## Work request
Could you report every line from the entries that includes the word "fixdate"?

[Start of section]

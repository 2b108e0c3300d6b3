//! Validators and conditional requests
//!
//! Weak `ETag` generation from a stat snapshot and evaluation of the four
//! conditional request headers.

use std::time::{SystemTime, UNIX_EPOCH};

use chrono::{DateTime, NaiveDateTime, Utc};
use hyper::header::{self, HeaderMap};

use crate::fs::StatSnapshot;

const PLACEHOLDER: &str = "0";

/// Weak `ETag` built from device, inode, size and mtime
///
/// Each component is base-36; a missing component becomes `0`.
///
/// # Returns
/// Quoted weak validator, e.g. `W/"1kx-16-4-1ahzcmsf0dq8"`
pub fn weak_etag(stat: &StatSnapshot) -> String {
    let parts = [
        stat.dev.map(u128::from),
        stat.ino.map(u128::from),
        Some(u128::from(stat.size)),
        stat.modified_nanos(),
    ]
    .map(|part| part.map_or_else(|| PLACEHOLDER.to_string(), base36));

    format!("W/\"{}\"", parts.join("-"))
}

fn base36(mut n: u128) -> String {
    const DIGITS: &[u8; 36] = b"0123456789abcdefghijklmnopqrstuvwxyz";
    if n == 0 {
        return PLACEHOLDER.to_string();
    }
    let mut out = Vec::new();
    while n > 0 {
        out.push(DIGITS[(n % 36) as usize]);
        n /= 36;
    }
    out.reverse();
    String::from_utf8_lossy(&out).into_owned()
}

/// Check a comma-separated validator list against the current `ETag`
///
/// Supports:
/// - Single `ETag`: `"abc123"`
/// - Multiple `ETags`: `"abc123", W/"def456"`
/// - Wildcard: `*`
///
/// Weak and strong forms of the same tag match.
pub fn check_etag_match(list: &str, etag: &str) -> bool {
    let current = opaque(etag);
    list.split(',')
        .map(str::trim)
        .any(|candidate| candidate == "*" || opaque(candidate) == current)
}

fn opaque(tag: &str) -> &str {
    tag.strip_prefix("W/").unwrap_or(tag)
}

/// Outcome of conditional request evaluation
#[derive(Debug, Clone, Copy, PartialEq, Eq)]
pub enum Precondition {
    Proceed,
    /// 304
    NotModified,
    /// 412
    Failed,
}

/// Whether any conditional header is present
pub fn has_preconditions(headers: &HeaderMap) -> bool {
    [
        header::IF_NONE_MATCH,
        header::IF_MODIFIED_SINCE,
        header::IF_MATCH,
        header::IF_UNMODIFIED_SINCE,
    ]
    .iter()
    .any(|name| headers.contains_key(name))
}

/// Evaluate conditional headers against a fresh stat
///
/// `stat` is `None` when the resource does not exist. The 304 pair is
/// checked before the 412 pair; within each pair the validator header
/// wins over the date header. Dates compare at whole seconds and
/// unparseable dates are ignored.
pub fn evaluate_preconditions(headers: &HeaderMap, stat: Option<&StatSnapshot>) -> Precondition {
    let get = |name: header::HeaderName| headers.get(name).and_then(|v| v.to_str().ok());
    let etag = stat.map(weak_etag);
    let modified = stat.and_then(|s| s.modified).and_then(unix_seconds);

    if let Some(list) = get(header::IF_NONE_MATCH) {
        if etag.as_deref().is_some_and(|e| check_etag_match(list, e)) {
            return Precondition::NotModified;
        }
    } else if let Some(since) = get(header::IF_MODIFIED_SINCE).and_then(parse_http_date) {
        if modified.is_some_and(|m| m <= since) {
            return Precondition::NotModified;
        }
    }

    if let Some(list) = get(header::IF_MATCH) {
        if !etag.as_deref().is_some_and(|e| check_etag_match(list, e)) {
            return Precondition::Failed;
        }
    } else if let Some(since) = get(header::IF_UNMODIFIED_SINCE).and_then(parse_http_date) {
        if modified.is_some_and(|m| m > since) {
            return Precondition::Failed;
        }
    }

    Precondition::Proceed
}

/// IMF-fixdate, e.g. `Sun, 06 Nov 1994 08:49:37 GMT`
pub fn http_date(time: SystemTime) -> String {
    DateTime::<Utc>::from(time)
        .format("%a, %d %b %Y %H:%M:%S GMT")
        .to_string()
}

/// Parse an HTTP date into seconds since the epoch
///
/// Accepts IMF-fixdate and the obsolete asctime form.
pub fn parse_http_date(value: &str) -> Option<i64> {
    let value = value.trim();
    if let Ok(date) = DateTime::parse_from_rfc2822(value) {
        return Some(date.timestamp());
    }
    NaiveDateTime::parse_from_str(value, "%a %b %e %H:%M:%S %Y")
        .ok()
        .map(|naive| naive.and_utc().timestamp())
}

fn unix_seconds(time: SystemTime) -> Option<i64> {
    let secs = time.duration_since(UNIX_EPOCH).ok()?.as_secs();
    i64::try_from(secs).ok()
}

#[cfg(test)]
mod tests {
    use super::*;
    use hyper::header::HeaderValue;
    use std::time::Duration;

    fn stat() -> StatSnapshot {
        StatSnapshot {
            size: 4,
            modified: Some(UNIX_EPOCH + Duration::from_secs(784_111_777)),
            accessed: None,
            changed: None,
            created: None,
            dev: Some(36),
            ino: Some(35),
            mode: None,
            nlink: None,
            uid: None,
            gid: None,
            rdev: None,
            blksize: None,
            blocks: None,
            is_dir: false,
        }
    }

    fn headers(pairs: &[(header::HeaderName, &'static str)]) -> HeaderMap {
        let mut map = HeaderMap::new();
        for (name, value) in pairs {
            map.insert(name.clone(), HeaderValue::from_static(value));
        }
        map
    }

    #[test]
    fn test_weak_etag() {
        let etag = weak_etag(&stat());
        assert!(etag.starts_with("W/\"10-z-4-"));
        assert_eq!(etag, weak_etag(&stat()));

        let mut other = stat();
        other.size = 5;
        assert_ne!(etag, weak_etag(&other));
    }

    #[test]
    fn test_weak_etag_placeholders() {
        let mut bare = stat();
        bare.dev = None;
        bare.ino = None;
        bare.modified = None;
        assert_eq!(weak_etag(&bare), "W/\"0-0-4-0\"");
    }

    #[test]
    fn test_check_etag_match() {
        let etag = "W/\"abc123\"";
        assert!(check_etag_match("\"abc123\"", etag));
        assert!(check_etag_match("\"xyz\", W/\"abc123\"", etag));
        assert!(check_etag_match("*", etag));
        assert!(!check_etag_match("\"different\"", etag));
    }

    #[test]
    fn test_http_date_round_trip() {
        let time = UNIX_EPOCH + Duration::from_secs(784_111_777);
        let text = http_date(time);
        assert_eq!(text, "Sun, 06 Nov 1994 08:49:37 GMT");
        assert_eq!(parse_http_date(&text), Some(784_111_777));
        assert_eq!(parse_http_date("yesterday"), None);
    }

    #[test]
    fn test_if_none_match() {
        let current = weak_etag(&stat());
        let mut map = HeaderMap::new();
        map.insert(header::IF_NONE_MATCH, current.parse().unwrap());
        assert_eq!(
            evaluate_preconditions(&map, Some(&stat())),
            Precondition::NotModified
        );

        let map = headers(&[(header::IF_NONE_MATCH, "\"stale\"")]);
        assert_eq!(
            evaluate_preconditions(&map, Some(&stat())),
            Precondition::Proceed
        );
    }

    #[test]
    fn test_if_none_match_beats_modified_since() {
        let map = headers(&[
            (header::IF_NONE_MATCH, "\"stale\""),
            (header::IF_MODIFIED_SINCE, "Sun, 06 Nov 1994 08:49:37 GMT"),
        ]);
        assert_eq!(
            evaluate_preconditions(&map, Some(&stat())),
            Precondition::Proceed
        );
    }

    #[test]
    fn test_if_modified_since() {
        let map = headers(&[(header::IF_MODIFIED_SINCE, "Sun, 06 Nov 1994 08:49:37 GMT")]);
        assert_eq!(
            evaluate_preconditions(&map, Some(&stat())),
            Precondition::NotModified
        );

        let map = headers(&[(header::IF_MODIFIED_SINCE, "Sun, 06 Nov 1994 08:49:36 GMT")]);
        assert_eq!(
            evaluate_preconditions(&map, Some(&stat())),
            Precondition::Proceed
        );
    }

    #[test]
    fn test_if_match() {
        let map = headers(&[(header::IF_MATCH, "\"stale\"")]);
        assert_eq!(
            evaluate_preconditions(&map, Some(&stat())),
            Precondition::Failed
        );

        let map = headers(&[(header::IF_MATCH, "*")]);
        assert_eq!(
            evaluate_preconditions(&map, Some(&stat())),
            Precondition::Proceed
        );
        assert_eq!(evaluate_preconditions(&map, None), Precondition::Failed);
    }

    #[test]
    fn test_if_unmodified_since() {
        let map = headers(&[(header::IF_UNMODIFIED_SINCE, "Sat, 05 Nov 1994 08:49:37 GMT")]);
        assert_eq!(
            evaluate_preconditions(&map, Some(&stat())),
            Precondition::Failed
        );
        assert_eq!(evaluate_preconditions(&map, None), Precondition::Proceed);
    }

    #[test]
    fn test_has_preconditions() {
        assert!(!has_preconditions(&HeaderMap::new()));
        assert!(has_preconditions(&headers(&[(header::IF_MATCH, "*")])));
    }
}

[End of section]

## Answer area
/// IMF-fixdate, e.g. `Sun, 06 Nov 1994 08:49:37 GMT`
/// Accepts IMF-fixdate and the obsolete asctime form.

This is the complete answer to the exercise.